What you need to do: Each record below should be written out again exactly as given.

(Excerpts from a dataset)
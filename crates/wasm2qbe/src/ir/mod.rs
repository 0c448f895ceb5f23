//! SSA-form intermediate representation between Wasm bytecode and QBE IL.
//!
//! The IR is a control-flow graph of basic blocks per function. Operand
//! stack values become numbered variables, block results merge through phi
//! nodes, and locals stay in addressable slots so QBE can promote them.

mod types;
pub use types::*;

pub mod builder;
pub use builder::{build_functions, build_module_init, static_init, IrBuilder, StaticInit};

Answer space:
filename crates/wasm2qbe/src/ir/mod.rs
repository 0c448f895ceb5f23
//! SSA-form intermediate representation between Wasm bytecode and QBE IL.
//!
//! The IR is a control-flow graph of basic blocks per function. Operand
//! stack values become numbered variables, block results merge through phi
//! nodes, and locals stay in addressable slots so QBE can promote them.

mod types;
pub use types::*;

pub mod builder;
pub use builder::{build_functions, build_module_init, static_init, IrBuilder, StaticInit};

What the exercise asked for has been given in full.